TASK DIRECTIONS ->
When the line containing "let converted = latex::latex_to_unicode(&payload);" is found in the data below, copy it and each line after it through the line containing "if converted.trim().lines().count() >", exactly and with no others.
**** SOURCE MATERIAL
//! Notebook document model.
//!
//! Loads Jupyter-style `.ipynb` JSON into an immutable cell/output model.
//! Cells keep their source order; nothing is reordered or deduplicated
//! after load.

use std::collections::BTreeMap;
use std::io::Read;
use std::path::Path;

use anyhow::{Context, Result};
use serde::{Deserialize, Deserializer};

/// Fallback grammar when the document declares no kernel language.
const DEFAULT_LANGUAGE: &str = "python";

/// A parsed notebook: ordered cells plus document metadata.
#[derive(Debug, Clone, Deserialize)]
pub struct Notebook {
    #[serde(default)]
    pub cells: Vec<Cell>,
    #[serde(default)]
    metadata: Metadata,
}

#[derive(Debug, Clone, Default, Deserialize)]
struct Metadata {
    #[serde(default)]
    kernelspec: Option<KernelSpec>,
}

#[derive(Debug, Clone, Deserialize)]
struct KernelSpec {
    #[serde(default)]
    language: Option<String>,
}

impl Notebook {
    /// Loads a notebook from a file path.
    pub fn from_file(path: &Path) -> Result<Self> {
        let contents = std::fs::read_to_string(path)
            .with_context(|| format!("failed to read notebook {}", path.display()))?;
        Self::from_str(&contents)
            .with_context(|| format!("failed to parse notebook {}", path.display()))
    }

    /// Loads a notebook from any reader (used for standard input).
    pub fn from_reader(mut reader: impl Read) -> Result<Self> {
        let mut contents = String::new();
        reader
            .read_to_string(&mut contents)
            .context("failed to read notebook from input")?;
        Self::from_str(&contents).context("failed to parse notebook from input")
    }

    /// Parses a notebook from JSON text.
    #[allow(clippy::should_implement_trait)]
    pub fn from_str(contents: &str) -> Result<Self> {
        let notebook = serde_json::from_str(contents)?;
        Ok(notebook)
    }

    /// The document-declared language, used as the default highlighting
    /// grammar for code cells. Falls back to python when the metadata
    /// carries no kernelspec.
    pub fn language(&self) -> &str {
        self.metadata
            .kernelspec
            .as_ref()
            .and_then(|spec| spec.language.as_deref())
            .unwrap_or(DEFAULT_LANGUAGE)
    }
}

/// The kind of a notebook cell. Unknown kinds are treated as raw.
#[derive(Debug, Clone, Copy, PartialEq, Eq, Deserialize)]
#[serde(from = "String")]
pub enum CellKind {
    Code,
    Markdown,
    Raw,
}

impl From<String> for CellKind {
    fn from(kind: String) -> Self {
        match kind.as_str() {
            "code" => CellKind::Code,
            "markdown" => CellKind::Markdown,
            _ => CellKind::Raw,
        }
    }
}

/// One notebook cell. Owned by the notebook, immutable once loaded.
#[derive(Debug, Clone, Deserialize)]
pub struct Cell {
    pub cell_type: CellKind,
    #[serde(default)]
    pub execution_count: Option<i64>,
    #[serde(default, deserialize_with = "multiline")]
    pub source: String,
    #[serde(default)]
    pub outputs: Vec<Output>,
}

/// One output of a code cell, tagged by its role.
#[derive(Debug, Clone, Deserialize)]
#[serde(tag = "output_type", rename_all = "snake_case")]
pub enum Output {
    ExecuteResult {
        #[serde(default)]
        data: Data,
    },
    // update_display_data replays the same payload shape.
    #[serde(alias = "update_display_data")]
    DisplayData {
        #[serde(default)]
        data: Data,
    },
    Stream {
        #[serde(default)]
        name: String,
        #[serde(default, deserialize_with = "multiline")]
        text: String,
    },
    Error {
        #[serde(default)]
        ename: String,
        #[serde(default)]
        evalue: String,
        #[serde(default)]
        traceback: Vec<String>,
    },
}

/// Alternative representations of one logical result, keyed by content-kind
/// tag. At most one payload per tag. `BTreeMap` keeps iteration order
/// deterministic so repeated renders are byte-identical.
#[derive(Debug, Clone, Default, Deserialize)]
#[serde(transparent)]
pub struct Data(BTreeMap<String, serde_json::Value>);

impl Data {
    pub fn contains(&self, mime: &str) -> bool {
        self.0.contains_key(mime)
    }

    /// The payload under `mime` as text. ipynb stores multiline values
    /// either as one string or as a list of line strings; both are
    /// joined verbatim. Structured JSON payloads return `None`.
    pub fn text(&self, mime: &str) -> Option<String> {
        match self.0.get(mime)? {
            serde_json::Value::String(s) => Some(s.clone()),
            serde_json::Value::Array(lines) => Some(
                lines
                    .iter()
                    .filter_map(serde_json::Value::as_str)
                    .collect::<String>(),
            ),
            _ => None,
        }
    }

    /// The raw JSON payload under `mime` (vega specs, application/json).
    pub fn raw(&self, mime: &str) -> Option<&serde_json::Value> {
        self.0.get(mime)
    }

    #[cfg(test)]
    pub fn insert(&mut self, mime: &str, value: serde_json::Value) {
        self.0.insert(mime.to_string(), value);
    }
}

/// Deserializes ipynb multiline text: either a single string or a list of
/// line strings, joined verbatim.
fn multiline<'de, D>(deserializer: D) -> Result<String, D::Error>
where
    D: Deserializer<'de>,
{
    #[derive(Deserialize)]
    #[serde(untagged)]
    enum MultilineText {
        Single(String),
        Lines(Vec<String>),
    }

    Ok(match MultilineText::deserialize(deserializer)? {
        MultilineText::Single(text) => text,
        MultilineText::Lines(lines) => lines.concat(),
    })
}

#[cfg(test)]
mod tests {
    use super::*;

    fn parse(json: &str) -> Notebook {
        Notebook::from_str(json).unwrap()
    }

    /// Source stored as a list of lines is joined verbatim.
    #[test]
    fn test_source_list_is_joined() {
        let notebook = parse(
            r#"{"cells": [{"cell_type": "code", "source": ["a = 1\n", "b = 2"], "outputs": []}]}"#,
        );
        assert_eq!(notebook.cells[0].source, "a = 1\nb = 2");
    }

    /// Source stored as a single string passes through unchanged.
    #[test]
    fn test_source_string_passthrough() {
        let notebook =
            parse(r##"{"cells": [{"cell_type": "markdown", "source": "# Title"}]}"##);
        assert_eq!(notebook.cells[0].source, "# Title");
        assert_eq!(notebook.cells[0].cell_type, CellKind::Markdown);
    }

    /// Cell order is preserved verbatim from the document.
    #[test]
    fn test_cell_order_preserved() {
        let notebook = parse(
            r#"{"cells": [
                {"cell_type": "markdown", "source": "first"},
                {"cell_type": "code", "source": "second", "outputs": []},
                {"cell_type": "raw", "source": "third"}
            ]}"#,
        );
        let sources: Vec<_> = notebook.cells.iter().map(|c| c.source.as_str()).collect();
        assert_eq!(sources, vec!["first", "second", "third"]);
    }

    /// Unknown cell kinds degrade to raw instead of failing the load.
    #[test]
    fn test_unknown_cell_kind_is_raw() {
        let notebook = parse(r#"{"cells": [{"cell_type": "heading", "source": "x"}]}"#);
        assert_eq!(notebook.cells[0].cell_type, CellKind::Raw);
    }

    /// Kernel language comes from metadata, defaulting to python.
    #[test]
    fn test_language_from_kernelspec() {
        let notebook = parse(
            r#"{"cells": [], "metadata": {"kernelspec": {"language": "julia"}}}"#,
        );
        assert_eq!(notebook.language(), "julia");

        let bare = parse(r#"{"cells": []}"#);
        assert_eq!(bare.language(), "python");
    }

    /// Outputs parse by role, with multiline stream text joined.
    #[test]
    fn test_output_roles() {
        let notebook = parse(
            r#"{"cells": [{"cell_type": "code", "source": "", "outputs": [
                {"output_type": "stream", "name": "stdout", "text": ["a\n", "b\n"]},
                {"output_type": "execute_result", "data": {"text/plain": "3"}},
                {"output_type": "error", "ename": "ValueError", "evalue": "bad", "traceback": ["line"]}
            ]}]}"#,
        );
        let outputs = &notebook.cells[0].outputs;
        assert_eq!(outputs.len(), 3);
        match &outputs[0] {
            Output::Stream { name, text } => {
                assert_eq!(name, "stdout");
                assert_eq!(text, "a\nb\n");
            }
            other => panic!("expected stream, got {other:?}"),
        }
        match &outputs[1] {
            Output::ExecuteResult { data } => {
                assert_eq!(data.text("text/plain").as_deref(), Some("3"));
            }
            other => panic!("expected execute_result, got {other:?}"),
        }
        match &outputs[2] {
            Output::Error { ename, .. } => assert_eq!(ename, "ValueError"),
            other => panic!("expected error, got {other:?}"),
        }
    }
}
********
**** SOURCE MATERIAL
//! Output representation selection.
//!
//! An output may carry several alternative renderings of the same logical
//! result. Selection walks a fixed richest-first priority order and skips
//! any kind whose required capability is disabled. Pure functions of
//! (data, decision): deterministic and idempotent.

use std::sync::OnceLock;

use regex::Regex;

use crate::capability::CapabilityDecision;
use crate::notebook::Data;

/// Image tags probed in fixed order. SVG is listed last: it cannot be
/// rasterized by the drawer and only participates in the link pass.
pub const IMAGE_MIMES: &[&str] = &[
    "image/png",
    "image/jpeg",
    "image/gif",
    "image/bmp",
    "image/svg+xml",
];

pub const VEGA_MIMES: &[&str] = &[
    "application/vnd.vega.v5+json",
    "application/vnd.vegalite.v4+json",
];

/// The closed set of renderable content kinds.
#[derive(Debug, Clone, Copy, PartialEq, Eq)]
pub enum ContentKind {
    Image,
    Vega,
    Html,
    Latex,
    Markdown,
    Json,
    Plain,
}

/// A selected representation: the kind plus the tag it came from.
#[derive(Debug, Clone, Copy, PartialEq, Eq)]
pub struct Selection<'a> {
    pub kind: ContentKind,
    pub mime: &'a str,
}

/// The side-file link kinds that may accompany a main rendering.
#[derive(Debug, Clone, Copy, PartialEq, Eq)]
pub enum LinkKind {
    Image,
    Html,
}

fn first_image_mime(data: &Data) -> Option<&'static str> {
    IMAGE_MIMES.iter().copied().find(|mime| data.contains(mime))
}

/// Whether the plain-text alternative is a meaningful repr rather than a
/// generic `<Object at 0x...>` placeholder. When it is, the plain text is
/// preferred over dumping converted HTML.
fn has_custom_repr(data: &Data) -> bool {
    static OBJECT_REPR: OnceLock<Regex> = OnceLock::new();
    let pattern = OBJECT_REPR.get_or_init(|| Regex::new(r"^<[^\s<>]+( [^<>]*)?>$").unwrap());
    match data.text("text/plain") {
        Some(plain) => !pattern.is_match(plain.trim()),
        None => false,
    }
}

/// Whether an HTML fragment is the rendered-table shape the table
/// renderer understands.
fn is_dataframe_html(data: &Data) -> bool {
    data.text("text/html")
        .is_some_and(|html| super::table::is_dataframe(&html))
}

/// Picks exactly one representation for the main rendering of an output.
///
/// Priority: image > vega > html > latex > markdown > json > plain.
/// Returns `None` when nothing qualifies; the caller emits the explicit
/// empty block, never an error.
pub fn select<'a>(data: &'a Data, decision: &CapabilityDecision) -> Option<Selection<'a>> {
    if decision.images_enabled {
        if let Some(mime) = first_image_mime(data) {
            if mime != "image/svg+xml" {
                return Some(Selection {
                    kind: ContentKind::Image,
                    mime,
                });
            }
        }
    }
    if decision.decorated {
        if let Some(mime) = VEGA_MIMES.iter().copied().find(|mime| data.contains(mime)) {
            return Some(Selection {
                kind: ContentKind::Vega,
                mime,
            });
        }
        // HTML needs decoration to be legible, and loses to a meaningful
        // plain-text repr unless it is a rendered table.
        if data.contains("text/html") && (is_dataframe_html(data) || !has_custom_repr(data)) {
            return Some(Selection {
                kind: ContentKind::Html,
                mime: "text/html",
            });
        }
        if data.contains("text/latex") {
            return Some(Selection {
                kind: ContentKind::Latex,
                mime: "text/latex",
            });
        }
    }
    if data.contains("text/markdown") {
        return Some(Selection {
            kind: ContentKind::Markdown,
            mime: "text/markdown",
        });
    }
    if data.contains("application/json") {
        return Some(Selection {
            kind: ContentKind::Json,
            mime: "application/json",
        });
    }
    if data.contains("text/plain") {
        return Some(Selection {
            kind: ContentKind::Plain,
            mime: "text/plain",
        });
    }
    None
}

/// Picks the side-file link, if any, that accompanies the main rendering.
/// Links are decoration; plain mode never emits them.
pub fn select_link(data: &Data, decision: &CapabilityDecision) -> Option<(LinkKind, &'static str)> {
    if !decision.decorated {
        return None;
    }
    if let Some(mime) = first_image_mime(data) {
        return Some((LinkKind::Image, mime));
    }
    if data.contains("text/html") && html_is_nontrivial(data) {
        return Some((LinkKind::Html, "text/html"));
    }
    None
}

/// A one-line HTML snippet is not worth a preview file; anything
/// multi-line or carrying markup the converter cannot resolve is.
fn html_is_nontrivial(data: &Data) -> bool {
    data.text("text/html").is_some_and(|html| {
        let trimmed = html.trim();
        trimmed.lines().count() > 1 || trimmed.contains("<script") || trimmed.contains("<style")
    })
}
********
**** SOURCE MATERIAL
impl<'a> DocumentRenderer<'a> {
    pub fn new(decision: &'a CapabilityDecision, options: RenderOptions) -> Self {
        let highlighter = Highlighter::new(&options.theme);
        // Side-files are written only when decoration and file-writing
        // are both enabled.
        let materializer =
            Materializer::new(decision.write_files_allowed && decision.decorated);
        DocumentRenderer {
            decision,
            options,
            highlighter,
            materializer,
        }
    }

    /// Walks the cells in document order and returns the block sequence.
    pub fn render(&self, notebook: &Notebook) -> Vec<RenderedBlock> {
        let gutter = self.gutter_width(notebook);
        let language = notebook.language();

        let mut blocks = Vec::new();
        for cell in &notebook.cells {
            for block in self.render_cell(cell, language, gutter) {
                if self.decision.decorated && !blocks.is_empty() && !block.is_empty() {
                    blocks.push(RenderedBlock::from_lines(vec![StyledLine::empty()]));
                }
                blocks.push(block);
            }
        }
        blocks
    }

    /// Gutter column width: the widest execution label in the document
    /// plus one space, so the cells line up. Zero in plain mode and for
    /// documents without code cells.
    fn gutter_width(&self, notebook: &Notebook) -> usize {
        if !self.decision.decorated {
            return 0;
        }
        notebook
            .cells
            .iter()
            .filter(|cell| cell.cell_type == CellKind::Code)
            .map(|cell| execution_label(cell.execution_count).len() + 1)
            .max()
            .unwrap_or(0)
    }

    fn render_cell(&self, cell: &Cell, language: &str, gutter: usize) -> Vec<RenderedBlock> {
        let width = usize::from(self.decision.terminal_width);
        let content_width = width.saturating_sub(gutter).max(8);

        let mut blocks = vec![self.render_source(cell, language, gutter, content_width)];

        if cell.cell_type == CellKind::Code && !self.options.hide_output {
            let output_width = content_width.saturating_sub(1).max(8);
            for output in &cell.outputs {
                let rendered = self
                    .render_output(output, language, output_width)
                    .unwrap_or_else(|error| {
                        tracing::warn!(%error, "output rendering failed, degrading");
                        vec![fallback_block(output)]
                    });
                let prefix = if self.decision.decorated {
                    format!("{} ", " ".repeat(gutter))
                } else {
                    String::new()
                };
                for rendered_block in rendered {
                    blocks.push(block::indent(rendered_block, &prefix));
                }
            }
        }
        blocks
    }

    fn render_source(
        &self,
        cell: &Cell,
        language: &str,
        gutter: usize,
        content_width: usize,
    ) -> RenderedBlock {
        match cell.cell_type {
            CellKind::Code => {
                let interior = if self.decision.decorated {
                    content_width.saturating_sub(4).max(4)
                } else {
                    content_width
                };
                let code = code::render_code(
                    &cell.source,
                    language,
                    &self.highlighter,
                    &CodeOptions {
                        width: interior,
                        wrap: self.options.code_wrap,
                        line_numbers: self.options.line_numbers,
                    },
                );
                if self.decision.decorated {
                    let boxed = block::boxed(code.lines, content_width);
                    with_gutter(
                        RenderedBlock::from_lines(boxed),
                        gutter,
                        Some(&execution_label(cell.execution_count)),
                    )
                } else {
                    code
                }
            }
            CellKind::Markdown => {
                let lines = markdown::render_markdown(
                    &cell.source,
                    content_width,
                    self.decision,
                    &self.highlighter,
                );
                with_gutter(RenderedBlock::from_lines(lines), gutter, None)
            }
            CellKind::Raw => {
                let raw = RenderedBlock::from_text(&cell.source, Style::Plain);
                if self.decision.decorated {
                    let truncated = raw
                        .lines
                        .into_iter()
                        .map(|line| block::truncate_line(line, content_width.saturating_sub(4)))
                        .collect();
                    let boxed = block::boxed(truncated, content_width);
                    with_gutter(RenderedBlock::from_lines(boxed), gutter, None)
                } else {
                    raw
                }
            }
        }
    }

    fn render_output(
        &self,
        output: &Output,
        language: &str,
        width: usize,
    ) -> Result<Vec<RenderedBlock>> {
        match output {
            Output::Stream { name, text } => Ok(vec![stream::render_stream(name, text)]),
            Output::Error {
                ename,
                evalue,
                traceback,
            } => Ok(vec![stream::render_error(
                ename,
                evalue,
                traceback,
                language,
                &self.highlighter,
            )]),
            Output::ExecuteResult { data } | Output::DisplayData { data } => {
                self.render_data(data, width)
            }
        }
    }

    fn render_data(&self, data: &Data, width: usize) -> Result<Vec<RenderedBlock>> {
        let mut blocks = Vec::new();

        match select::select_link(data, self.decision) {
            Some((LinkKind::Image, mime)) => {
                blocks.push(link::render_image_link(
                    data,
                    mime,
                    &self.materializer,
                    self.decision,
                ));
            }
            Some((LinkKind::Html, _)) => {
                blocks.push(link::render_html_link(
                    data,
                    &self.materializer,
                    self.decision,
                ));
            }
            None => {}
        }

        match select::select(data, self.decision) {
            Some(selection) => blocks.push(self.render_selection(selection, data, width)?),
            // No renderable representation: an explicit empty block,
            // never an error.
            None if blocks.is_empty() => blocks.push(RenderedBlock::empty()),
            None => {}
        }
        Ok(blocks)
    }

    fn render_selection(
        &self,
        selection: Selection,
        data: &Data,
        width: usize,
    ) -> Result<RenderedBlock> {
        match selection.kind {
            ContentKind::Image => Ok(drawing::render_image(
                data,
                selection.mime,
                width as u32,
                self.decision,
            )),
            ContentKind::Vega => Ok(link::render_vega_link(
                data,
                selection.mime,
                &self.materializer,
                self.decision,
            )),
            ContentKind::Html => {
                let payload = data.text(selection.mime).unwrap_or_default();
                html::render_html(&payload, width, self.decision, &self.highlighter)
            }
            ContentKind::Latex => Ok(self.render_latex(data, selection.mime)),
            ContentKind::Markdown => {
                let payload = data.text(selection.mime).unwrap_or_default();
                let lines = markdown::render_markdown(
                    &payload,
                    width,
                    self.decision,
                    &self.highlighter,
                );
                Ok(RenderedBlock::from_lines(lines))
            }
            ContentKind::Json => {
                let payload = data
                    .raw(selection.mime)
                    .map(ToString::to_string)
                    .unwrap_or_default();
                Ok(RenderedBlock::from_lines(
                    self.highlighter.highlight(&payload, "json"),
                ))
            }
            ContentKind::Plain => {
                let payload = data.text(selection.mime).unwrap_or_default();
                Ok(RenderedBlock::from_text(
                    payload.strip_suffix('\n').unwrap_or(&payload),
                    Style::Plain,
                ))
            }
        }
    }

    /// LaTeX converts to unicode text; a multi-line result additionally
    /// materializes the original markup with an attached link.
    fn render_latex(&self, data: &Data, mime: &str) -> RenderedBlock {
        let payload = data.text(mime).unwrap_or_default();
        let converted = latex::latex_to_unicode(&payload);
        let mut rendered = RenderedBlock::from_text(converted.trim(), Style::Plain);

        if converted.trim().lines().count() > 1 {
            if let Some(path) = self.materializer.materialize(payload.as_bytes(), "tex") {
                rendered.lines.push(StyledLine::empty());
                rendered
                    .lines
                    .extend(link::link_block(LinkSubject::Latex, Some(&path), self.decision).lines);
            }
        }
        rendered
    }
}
********
RESPONSE TO THIS TASK ->
        let converted = latex::latex_to_unicode(&payload);
        let mut rendered = RenderedBlock::from_text(converted.trim(), Style::Plain);

        if converted.trim().lines().count() > 1 {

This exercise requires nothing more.